An Episode in the Life of a Landscape Painter

An Episode in the Life of a Landscape Painter  
Author(s) César Aira
Translator Chris Andrews
Cover artist J. M. Rugendas
Country Argentina
Language Spanish
Genre(s) Novel
Publisher New Directions
Publication date 2000
Published in
English
2006
Media type Print (Paperback)
Pages 87
ISBN 978-0-8112-1630-2
OCLC Number 62421254
Dewey Decimal 863/.64 22
LC Classification PQ7798.1.I7 E6513 2006

An Episode in the Life of a Landscape Painter by César Aira was first published in 2000. Chris Andrews’ English translation was published by New Directions in 2006.

Contents

Summary

An Episode in the Life of a Landscape Painter simultaneously navigates the territories of history, philosophy, and fantasy to offer less a biography of German painter Johann Moritz Rugendas (1802-1858) than a surreal account of his journeys through Latin America. At the prompting of explorer and naturalist Alexander von Humboldt, Rugendas travels to Argentina, Chile, and Mexico to paint their landscapes with a sense of what Humboldt calls "physiognomic totality," an understanding of each work as a portrait of the environment as a whole. In Argentina, Rugendas' adventure into the pampas almost costs him his life when he is struck by lightning while riding his horse and then dragged through the pampas as his horse flees.
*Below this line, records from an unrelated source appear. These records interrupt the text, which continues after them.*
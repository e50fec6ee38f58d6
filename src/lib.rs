//! Breeder-Scout: a marketplace breeder directory scraper
//!
//! This crate crawls the paginated puppy-listing search of a marketplace
//! site, follows each listing to its breeder detail page, extracts a
//! structured record from the label/value info block, and streams the
//! results to a CSV writer with a cap on total records.
//!
//! The work is organized as a staged pipeline of worker pools connected
//! by bounded channels; see the [`pipeline`] module.

pub mod config;
pub mod fetcher;
pub mod parser;
pub mod pipeline;
pub mod record;

use thiserror::Error;

/// Main error type for Breeder-Scout operations
#[derive(Debug, Error)]
pub enum ScrapeError {
    #[error("Invalid base URL {url}: {source}")]
    InvalidBaseUrl {
        url: String,
        source: url::ParseError,
    },

    #[error("HTTP error for {url}: {source}")]
    Http { url: String, source: reqwest::Error },

    #[error("Unexpected HTTP status {status} for {url}")]
    HttpStatus { url: String, status: u16 },

    #[error("CSV output error: {0}")]
    Csv(#[from] csv::Error),

    #[error("IO error: {0}")]
    Io(#[from] std::io::Error),
}

/// Result type alias for Breeder-Scout operations
pub type Result<T> = std::result::Result<T, ScrapeError>;

// Re-export commonly used types
pub use config::ScrapeConfig;
pub use pipeline::run_scrape;
pub use record::BreederRecord;
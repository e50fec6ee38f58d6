//! The scrape pipeline
//!
//! Stages, connected by bounded channels (capacity 16):
//!
//! ```text
//! page numbers -> search URLs -> listing discovery pool
//!              -> breeder extraction pool -> bounded CSV sink
//! ```
//!
//! The page source is infinite; flow control comes from the bounded
//! channels and the run ends when the sink reaches its record limit.
//! Shutdown propagates backwards through channel closure: the sink drops
//! its receiver, each upstream worker notices its output channel is gone
//! (a failed send, or the closed-sender check each pool runs before
//! pulling more input) and exits, until the generator itself stops. No
//! task is left blocked or looping.

mod discovery;
mod extraction;
mod pages;
mod sink;

pub use discovery::listing_paths;
pub use extraction::breeder_records;
pub use pages::{build_search_url, page_numbers, search_urls};
pub use sink::write_records;

use crate::config::ScrapeConfig;
use crate::Result;
use reqwest::Client;
use std::io::Write;

/// Runs the full pipeline against `config.base_url`, writing CSV to
/// `writer`. Returns the number of data rows written.
///
/// Record order is not deterministic: workers race on the shared input
/// streams, so records arrive in whatever order fetches complete.
pub async fn run_scrape<W: Write>(
    config: &ScrapeConfig,
    client: Client,
    writer: W,
) -> Result<usize> {
    let pages = search_urls(config);
    let listings = listing_paths(client.clone(), config.workers, pages);
    let records = breeder_records(client, config.workers, config.base_url.clone(), listings);

    write_records(records, writer, config.limit).await
}
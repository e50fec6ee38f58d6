//! Breeder-Scout main entry point
//!
//! CSV goes to stdout and nothing else does: all diagnostics are
//! appended to a log file so the output stream stays machine-readable.

use anyhow::Context;
use breeder_scout::config::{DEFAULT_LIMIT, DEFAULT_WORKERS};
use breeder_scout::fetcher::build_http_client;
use breeder_scout::{run_scrape, ScrapeConfig};
use clap::Parser;
use std::fs::OpenOptions;
use std::path::{Path, PathBuf};
use std::sync::Arc;
use tracing_subscriber::EnvFilter;

/// Breeder-Scout: scrape marketplace breeder listings to CSV
#[derive(Parser, Debug)]
#[command(name = "breeder-scout")]
#[command(version)]
#[command(about = "Scrapes marketplace breeder listings to CSV on stdout", long_about = None)]
struct Cli {
    /// Number of concurrent workers per fetch stage
    #[arg(long, default_value_t = DEFAULT_WORKERS)]
    workers: usize,

    /// Maximum number of breeder records to fetch
    #[arg(long, default_value_t = DEFAULT_LIMIT)]
    limit: usize,

    /// File diagnostics are appended to (stdout is reserved for CSV)
    #[arg(long, default_value = "log.txt")]
    log_file: PathBuf,

    /// Increase logging verbosity (-v, -vv)
    #[arg(short, long, action = clap::ArgAction::Count)]
    verbose: u8,
}

#[tokio::main]
async fn main() -> anyhow::Result<()> {
    let cli = Cli::parse();

    setup_logging(&cli.log_file, cli.verbose)?;

    let config = ScrapeConfig::new(cli.workers, cli.limit)?;
    tracing::info!(
        "Starting scrape: workers={}, limit={}",
        config.workers,
        config.limit
    );

    let client = build_http_client().context("failed to build HTTP client")?;

    let written = run_scrape(&config, client, std::io::stdout()).await?;
    tracing::info!("Scrape finished: {written} records written");

    Ok(())
}

/// Sets up the tracing subscriber writing to the log file.
///
/// Failure to open the log file is fatal: running blind is worse than
/// not running.
fn setup_logging(log_file: &Path, verbose: u8) -> anyhow::Result<()> {
    let file = OpenOptions::new()
        .create(true)
        .append(true)
        .open(log_file)
        .with_context(|| format!("failed to open log file {}", log_file.display()))?;

    let filter = match verbose {
        0 => EnvFilter::new("breeder_scout=info,warn"),
        1 => EnvFilter::new("breeder_scout=debug,info"),
        _ => EnvFilter::new("trace"),
    };

    tracing_subscriber::fmt()
        .with_env_filter(filter)
        .with_writer(Arc::new(file))
        .with_ansi(false)
        .with_target(false)
        .init();

    Ok(())
}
This leaves him horribly disfigured. As Rugendas struggles to recover physically he now sees the landscape with an altered vision. Aira's themes include the persistence of the artist and the sustaining power of his will to continue painting.

Reception

An Episode in the Life of a Landscape Painter has been hailed as "thrilling" (The New York Sun) and "utterly astonishing" (San Francisco Chronicle), a "memorable performance...whose tone and oddly compelling vision are distinctly [Aira's] own" (The Los Angeles Times). In his San Francisco Chronicle review, critic Ilan Stavans places this work alongside that of Roberto Bolano as a modern Latin American novel likely to endure beyond its present moment.